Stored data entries

───

//! Configuration management CLI commands.
//!
//! Provides `config get`, `config set`, `config list`, and `config path` commands
//! for viewing and modifying configuration settings from the command line.

use std::path::{Path, PathBuf};

use clap::Subcommand;
use chunkpatch::config::{config_file_path, ConfigFile, ConfigKey};

use crate::commands::common::load_config;
use crate::error::CliError;

/// Config subcommands.
#[derive(Debug, Subcommand)]
pub enum ConfigCommands {
    /// Get a configuration value
    Get {
        /// Configuration key in format section.key (e.g., download.max_concurrent)
        key: String,
    },

    /// Set a configuration value
    Set {
        /// Configuration key in format section.key (e.g., download.max_concurrent)
        key: String,

        /// Value to set
        value: String,
    },

    /// List all configuration settings
    List,

    /// Show the configuration file path
    Path,
}

/// Run a config subcommand against `path` or the default file.
pub fn run(command: ConfigCommands, path: Option<&Path>) -> Result<(), CliError> {
    match command {
        ConfigCommands::Get { key } => run_get(&key, path),
        ConfigCommands::Set { key, value } => run_set(&key, &value, path),
        ConfigCommands::List => run_list(path),
        ConfigCommands::Path => run_path(path),
    }
}

fn parse_key(key: &str) -> Result<ConfigKey, CliError> {
    key.parse().map_err(|_| {
        CliError::Config(format!(
            "Unknown configuration key '{}'. Use 'chunkpatch config list' to see available keys.",
            key
        ))
    })
}

fn target_path(path: Option<&Path>) -> PathBuf {
    path.map(Path::to_path_buf).unwrap_or_else(config_file_path)
}

/// Load for editing: a file that does not exist yet starts from defaults.
fn load_for_edit(path: Option<&Path>) -> Result<ConfigFile, CliError> {
    if target_path(path).exists() {
        load_config(path)
    } else {
        Ok(ConfigFile::default())
    }
}

/// Get a configuration value.
fn run_get(key: &str, path: Option<&Path>) -> Result<(), CliError> {
    let config_key = parse_key(key)?;
    let config = load_for_edit(path)?;
    let value = config_key.get(&config);

    if value.is_empty() {
        println!("(not set)");
    } else {
        println!("{}", value);
    }

    Ok(())
}

/// Set a configuration value.
fn run_set(key: &str, value: &str, path: Option<&Path>) -> Result<(), CliError> {
    let config_key = parse_key(key)?;

    let mut config = load_for_edit(path)?;
    config_key
        .set(&mut config, value)
        .map_err(|e| CliError::Config(e.to_string()))?;
    config.save_to(&target_path(path))?;

    println!("Set {} = {}", config_key.name(), value);

    Ok(())
}

/// List all configuration settings.
fn run_list(path: Option<&Path>) -> Result<(), CliError> {
    let config = load_for_edit(path)?;

    println!("Configuration Settings");
    println!("======================");
    println!();

    let mut current_section = "";

    for key in ConfigKey::all() {
        let section = key.section();

        if section != current_section {
            if !current_section.is_empty() {
                println!();
            }
            println!("[{}]", section);
            current_section = section;
        }

        let value = key.get(&config);
        let key_name = key.key_name();

        if value.is_empty() {
            println!("  {} = (not set)", key_name);
        } else {
            println!("  {} = {}", key_name, value);
        }
    }

    Ok(())
}

/// Show the configuration file path.
fn run_path(path: Option<&Path>) -> Result<(), CliError> {
    println!("{}", target_path(path).display());
    Ok(())
}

───

> **Instructions for the task**
All of the entries above must be quoted exactly.

> **Answer**
//! Configuration management CLI commands.
//!
//! Provides `config get`, `config set`, `config list`, and `config path` commands
//! for viewing and modifying configuration settings from the command line.

use std::path::{Path, PathBuf};

use clap::Subcommand;
use chunkpatch::config::{config_file_path, ConfigFile, ConfigKey};

use crate::commands::common::load_config;
use crate::error::CliError;

/// Config subcommands.
#[derive(Debug, Subcommand)]
pub enum ConfigCommands {
    /// Get a configuration value
    Get {
        /// Configuration key in format section.key (e.g., download.max_concurrent)
        key: String,
    },

    /// Set a configuration value
    Set {
        /// Configuration key in format section.key (e.g., download.max_concurrent)
        key: String,

        /// Value to set
        value: String,
    },

    /// List all configuration settings
    List,

    /// Show the configuration file path
    Path,
}

/// Run a config subcommand against `path` or the default file.
pub fn run(command: ConfigCommands, path: Option<&Path>) -> Result<(), CliError> {
    match command {
        ConfigCommands::Get { key } => run_get(&key, path),
        ConfigCommands::Set { key, value } => run_set(&key, &value, path),
        ConfigCommands::List => run_list(path),
        ConfigCommands::Path => run_path(path),
    }
}

fn parse_key(key: &str) -> Result<ConfigKey, CliError> {
    key.parse().map_err(|_| {
        CliError::Config(format!(
            "Unknown configuration key '{}'. Use 'chunkpatch config list' to see available keys.",
            key
        ))
    })
}

fn target_path(path: Option<&Path>) -> PathBuf {
    path.map(Path::to_path_buf).unwrap_or_else(config_file_path)
}

/// Load for editing: a file that does not exist yet starts from defaults.
fn load_for_edit(path: Option<&Path>) -> Result<ConfigFile, CliError> {
    if target_path(path).exists() {
        load_config(path)
    } else {
        Ok(ConfigFile::default())
    }
}

/// Get a configuration value.
fn run_get(key: &str, path: Option<&Path>) -> Result<(), CliError> {
    let config_key = parse_key(key)?;
    let config = load_for_edit(path)?;
    let value = config_key.get(&config);

    if value.is_empty() {
        println!("(not set)");
    } else {
        println!("{}", value);
    }

    Ok(())
}

/// Set a configuration value.
fn run_set(key: &str, value: &str, path: Option<&Path>) -> Result<(), CliError> {
    let config_key = parse_key(key)?;

    let mut config = load_for_edit(path)?;
    config_key
        .set(&mut config, value)
        .map_err(|e| CliError::Config(e.to_string()))?;
    config.save_to(&target_path(path))?;

    println!("Set {} = {}", config_key.name(), value);

    Ok(())
}

/// List all configuration settings.
fn run_list(path: Option<&Path>) -> Result<(), CliError> {
    let config = load_for_edit(path)?;

    println!("Configuration Settings");
    println!("======================");
    println!();

    let mut current_section = "";

    for key in ConfigKey::all() {
        let section = key.section();

        if section != current_section {
            if !current_section.is_empty() {
                println!();
            }
            println!("[{}]", section);
            current_section = section;
        }

        let value = key.get(&config);
        let key_name = key.key_name();

        if value.is_empty() {
            println!("  {} = (not set)", key_name);
        } else {
            println!("  {} = {}", key_name, value);
        }
    }

    Ok(())
}

/// Show the configuration file path.
fn run_path(path: Option<&Path>) -> Result<(), CliError> {
    println!("{}", target_path(path).display());
    Ok(())
}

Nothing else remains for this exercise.